Excerpts from a dataset
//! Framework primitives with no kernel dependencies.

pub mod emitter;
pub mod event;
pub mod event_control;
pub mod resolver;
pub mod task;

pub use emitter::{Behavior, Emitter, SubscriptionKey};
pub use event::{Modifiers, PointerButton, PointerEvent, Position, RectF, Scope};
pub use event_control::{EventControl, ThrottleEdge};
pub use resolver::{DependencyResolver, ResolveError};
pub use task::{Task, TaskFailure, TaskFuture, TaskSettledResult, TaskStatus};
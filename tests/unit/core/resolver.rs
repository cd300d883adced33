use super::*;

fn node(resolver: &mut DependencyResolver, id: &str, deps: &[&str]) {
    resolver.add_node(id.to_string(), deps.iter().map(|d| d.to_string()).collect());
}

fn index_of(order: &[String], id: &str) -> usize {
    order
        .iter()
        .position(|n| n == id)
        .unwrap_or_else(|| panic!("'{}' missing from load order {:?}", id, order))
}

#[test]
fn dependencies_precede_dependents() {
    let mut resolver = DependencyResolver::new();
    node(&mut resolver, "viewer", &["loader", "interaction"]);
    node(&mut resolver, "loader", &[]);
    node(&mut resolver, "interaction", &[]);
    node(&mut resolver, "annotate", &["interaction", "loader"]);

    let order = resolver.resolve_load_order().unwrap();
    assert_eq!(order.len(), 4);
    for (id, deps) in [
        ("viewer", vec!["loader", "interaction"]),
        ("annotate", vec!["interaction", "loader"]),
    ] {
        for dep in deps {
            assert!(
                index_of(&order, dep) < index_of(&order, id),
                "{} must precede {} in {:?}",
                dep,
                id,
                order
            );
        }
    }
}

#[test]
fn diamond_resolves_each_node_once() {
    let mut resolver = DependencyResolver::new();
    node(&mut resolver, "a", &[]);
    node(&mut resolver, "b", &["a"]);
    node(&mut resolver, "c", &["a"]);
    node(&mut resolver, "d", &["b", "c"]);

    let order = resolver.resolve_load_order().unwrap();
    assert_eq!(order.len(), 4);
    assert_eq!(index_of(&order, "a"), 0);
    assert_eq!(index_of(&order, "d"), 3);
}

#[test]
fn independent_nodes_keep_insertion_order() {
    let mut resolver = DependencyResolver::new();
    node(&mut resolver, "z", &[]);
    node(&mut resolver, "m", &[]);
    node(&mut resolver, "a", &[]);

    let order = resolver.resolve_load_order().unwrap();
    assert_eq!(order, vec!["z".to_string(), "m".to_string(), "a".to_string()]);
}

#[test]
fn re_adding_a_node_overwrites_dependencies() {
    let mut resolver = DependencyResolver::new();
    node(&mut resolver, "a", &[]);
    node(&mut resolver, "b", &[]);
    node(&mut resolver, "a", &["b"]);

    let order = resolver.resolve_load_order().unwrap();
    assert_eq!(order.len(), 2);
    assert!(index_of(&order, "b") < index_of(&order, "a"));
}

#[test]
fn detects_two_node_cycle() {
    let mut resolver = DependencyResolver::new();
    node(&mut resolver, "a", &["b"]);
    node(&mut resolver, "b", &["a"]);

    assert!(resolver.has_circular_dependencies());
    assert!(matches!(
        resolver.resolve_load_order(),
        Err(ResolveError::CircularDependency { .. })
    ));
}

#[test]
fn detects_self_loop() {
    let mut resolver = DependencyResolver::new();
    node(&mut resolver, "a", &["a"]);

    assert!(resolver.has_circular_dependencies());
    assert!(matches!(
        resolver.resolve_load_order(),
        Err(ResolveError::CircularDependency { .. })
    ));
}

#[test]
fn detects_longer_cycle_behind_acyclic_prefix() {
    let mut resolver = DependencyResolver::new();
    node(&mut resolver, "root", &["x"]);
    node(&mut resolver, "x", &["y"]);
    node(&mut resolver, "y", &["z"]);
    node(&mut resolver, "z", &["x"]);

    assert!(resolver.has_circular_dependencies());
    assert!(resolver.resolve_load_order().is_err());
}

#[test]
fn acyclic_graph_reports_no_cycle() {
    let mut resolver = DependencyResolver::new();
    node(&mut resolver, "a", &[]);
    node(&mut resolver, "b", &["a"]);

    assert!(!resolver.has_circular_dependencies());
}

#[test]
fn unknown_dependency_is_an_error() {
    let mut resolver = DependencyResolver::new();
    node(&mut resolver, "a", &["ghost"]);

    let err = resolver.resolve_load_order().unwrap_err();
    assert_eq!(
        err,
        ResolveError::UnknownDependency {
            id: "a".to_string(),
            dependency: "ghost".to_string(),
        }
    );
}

---

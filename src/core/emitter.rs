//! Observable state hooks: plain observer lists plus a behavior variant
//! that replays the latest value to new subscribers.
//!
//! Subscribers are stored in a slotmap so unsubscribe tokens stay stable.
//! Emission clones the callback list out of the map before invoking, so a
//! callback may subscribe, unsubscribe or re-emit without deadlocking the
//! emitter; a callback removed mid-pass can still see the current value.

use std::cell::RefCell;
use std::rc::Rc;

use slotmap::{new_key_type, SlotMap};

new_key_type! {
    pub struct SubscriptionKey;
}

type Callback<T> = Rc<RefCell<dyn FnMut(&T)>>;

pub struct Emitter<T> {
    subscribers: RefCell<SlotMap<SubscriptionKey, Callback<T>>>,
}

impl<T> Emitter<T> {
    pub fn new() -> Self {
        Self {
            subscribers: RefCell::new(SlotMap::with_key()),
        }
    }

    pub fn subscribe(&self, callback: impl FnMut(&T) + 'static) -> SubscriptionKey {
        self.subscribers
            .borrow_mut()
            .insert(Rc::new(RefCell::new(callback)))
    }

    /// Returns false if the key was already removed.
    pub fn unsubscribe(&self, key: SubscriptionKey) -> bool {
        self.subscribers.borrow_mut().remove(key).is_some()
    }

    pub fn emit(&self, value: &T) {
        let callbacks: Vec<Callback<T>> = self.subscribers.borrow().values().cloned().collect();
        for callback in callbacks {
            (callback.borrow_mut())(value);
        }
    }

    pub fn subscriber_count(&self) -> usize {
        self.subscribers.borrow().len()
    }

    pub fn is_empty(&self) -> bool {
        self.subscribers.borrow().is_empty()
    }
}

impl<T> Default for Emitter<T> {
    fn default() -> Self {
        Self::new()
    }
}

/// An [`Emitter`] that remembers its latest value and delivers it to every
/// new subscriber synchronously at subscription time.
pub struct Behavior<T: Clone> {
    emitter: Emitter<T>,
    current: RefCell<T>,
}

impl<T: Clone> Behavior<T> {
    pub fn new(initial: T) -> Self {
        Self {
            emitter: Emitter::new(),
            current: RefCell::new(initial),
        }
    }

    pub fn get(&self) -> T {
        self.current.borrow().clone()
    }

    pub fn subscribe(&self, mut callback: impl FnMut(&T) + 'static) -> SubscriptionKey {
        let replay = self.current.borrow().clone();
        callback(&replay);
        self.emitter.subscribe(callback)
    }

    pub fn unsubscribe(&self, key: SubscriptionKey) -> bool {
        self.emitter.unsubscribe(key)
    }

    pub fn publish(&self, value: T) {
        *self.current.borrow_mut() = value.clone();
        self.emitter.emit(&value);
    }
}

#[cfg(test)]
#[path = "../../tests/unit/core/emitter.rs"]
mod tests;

...

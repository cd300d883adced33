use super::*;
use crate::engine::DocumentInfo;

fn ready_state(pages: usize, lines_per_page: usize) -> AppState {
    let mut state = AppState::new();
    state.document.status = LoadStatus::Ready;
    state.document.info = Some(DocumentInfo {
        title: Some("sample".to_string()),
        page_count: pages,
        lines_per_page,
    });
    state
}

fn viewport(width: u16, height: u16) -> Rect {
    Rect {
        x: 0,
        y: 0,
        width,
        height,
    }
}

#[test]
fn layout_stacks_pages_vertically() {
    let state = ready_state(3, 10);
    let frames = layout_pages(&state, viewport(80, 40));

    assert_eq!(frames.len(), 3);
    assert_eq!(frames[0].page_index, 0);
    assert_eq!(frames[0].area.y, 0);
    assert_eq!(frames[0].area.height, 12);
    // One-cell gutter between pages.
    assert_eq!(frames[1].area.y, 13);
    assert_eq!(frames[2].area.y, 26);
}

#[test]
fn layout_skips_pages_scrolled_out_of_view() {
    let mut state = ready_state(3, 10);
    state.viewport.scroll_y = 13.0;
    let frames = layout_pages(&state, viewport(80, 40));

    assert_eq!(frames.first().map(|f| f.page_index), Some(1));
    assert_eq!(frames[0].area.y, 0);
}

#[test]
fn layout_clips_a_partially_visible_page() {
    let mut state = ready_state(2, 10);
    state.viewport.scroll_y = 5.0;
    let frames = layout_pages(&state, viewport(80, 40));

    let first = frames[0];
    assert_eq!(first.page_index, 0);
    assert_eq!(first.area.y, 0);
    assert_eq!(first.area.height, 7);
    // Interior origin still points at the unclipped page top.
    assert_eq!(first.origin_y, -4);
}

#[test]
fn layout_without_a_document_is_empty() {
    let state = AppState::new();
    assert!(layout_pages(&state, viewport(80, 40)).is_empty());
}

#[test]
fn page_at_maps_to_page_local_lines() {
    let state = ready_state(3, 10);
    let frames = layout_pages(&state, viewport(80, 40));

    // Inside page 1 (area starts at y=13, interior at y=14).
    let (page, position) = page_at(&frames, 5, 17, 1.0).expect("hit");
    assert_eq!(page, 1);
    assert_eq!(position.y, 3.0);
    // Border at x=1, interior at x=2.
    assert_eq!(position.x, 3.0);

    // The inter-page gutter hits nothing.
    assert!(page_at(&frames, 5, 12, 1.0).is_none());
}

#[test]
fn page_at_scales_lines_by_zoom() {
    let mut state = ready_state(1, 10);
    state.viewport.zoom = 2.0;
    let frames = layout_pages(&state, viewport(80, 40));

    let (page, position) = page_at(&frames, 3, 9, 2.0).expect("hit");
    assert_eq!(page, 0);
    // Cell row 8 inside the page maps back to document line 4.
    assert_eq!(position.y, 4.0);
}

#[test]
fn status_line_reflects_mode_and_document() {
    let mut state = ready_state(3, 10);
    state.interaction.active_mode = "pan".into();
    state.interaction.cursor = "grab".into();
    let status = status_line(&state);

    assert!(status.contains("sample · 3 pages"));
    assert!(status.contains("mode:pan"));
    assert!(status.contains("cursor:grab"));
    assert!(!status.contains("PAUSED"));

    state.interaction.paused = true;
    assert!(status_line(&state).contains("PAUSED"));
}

Task
Go through the entries above and report each line with the string "that" in it.

Answer box
//! that replays the latest value to new subscribers.
/// An [`Emitter`] that remembers its latest value and delivers it to every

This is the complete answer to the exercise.